Collected data:
◇ ◇ ◇

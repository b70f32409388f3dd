// ─────────────────────────────────────────────────────────────────────
// Algrid — Alignment Grid Configuration
// ─────────────────────────────────────────────────────────────────────

use serde::{Deserialize, Serialize};

use crate::error::{GridError, GridResult};

/// Default matrix side. Sentences must be strictly shorter on both sides.
pub const MAX_SENT_LEN: usize = 256;

/// Upper bound on `max_sentence_len`. The matrix holds `max²` cells, so
/// this keeps a misconfigured grid from eating the machine.
pub const MAX_SENT_LEN_LIMIT: usize = 4096;

/// Runtime configuration for an alignment grid and its pool.
#[derive(Debug, Clone, PartialEq, Eq, Serialize, Deserialize)]
#[serde(default)]
pub struct GridConfig {
    /// Side of the square cell matrix, allocated once per grid.
    /// Default: 256.
    pub max_sentence_len: usize,

    /// Capacity reserved up front for the per-sentence span list.
    /// Default: 1024.
    pub span_capacity: usize,

    /// Idle grids a `GridPool` keeps around for reuse.
    /// Default: 8.
    pub pool_max_idle: usize,
}

impl Default for GridConfig {
    fn default() -> Self {
        Self {
            max_sentence_len: MAX_SENT_LEN,
            span_capacity: 1024,
            pool_max_idle: 8,
        }
    }
}

impl GridConfig {
    /// Validate configuration parameters.
    pub fn validate(&self) -> GridResult<()> {
        if !(1..=MAX_SENT_LEN_LIMIT).contains(&self.max_sentence_len) {
            return Err(GridError::Config(format!(
                "max_sentence_len must be in [1, {MAX_SENT_LEN_LIMIT}], got {}",
                self.max_sentence_len
            )));
        }
        if self.pool_max_idle < 1 {
            return Err(GridError::Config(format!(
                "pool_max_idle must be >= 1, got {}",
                self.pool_max_idle
            )));
        }
        Ok(())
    }

    /// Load from JSON string. Missing fields take their defaults.
    pub fn from_json(json: &str) -> GridResult<Self> {
        let config: Self = serde_json::from_str(json)
            .map_err(|e| GridError::Config(format!("JSON parse error: {e}")))?;
        config.validate()?;
        Ok(config)
    }
}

◇ ◇ ◇

■ **EXERCISE INSTRUCTIONS**:
Start at the first line of the data above. Stop after the line containing "pub struct GridConfig", reproducing each line exactly and adding nothing.

■ **RESPONSE BOX**:
repository b70f32409388f3dd
// ─────────────────────────────────────────────────────────────────────
// Algrid — Alignment Grid Configuration
// ─────────────────────────────────────────────────────────────────────

use serde::{Deserialize, Serialize};

use crate::error::{GridError, GridResult};

/// Default matrix side. Sentences must be strictly shorter on both sides.
pub const MAX_SENT_LEN: usize = 256;

/// Upper bound on `max_sentence_len`. The matrix holds `max²` cells, so
/// this keeps a misconfigured grid from eating the machine.
pub const MAX_SENT_LEN_LIMIT: usize = 4096;

/// Runtime configuration for an alignment grid and its pool.
#[derive(Debug, Clone, PartialEq, Eq, Serialize, Deserialize)]
#[serde(default)]
pub struct GridConfig {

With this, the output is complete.